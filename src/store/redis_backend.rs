//! Redis-protocol store backend.

use std::sync::atomic::{AtomicBool, Ordering};

use async_trait::async_trait;
use redis::aio::MultiplexedConnection;
use redis::FromRedisValue;
use tokio::sync::{broadcast, Mutex};

use super::{ConnectionEvent, SessionBackend, EVENT_CAPACITY};
use crate::error::SessionError;
use crate::Result;

/// Store backend speaking the Redis protocol.
///
/// The connection is opened lazily on the first command. A failed command
/// drops the cached connection so the next command reconnects.
pub struct RedisBackend {
    client: redis::Client,
    connection: Mutex<Option<MultiplexedConnection>>,
    closed: AtomicBool,
    events: broadcast::Sender<ConnectionEvent>,
}

impl RedisBackend {
    /// Create a backend for the given `redis://` URL.
    ///
    /// No network I/O happens until the first command.
    pub fn open(url: &str) -> Result<Self> {
        let client = redis::Client::open(url)?;
        let (events, _) = broadcast::channel(EVENT_CAPACITY);
        Ok(Self {
            client,
            connection: Mutex::new(None),
            closed: AtomicBool::new(false),
            events,
        })
    }

    /// Open the connection eagerly so misconfiguration surfaces at startup.
    pub async fn connect(&self) -> Result<()> {
        self.connection().await.map(|_| ())
    }

    fn emit(&self, event: ConnectionEvent) {
        // No receivers is fine.
        let _ = self.events.send(event);
    }

    async fn connection(&self) -> Result<MultiplexedConnection> {
        if self.closed.load(Ordering::Acquire) {
            return Err(SessionError::ConnectionClosed);
        }

        let mut slot = self.connection.lock().await;
        if let Some(conn) = slot.as_ref() {
            return Ok(conn.clone());
        }

        match self.client.get_multiplexed_async_connection().await {
            Ok(conn) => {
                tracing::info!("session store connected");
                self.emit(ConnectionEvent::Connected);
                *slot = Some(conn.clone());
                Ok(conn)
            }
            Err(err) => {
                tracing::warn!(error = %err, "session store connection failed");
                self.emit(ConnectionEvent::Error(err.to_string()));
                Err(err.into())
            }
        }
    }

    async fn run<T>(&self, operation: &'static str, cmd: redis::Cmd) -> Result<T>
    where
        T: FromRedisValue + Send,
    {
        let mut conn = self.connection().await?;
        let result: redis::RedisResult<T> = cmd.query_async(&mut conn).await;
        match result {
            Ok(value) => Ok(value),
            Err(err) => {
                tracing::warn!(operation, error = %err, "session store command failed");
                self.emit(ConnectionEvent::Error(err.to_string()));
                *self.connection.lock().await = None;
                Err(err.into())
            }
        }
    }
}

#[async_trait]
impl SessionBackend for RedisBackend {
    async fn exists(&self, key: &str) -> Result<bool> {
        let mut cmd = redis::cmd("EXISTS");
        cmd.arg(key);
        let count: i64 = self.run("exists", cmd).await?;
        Ok(count > 0)
    }

    async fn get(&self, key: &str) -> Result<Option<String>> {
        let mut cmd = redis::cmd("GET");
        cmd.arg(key);
        self.run("get", cmd).await
    }

    async fn set(&self, key: &str, value: &str) -> Result<()> {
        let mut cmd = redis::cmd("SET");
        cmd.arg(key).arg(value);
        self.run("set", cmd).await
    }

    async fn set_with_expiry(&self, key: &str, value: &str, ttl_secs: u64) -> Result<()> {
        let mut cmd = redis::cmd("SET");
        cmd.arg(key).arg(value).arg("EX").arg(ttl_secs);
        self.run("set_with_expiry", cmd).await
    }

    async fn delete(&self, key: &str) -> Result<bool> {
        let mut cmd = redis::cmd("DEL");
        cmd.arg(key);
        let removed: i64 = self.run("delete", cmd).await?;
        Ok(removed > 0)
    }

    async fn delete_all(&self) -> Result<()> {
        self.run("delete_all", redis::cmd("FLUSHDB")).await
    }

    async fn list_keys(&self, pattern: &str) -> Result<Vec<String>> {
        let mut cmd = redis::cmd("KEYS");
        cmd.arg(pattern);
        self.run("list_keys", cmd).await
    }

    async fn refresh_expiry(&self, key: &str, ttl_secs: u64) -> Result<bool> {
        let mut cmd = redis::cmd("EXPIRE");
        cmd.arg(key).arg(ttl_secs);
        let updated: i64 = self.run("refresh_expiry", cmd).await?;
        Ok(updated == 1)
    }

    async fn disconnect(&self) -> Result<()> {
        if self.closed.swap(true, Ordering::AcqRel) {
            return Ok(());
        }
        // Commands already holding a clone of the connection run to completion.
        self.connection.lock().await.take();
        tracing::info!("session store disconnected");
        self.emit(ConnectionEvent::Disconnected);
        Ok(())
    }

    fn subscribe(&self) -> broadcast::Receiver<ConnectionEvent> {
        self.events.subscribe()
    }
}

———

**About this task:** Up to and including the line with "A failed command", please return the records exactly, beginning from their first line.

**Written answer:**
filename src/store/redis_backend.rs
//! Redis-protocol store backend.

use std::sync::atomic::{AtomicBool, Ordering};

use async_trait::async_trait;
use redis::aio::MultiplexedConnection;
use redis::FromRedisValue;
use tokio::sync::{broadcast, Mutex};

use super::{ConnectionEvent, SessionBackend, EVENT_CAPACITY};
use crate::error::SessionError;
use crate::Result;

/// Store backend speaking the Redis protocol.
///
/// The connection is opened lazily on the first command. A failed command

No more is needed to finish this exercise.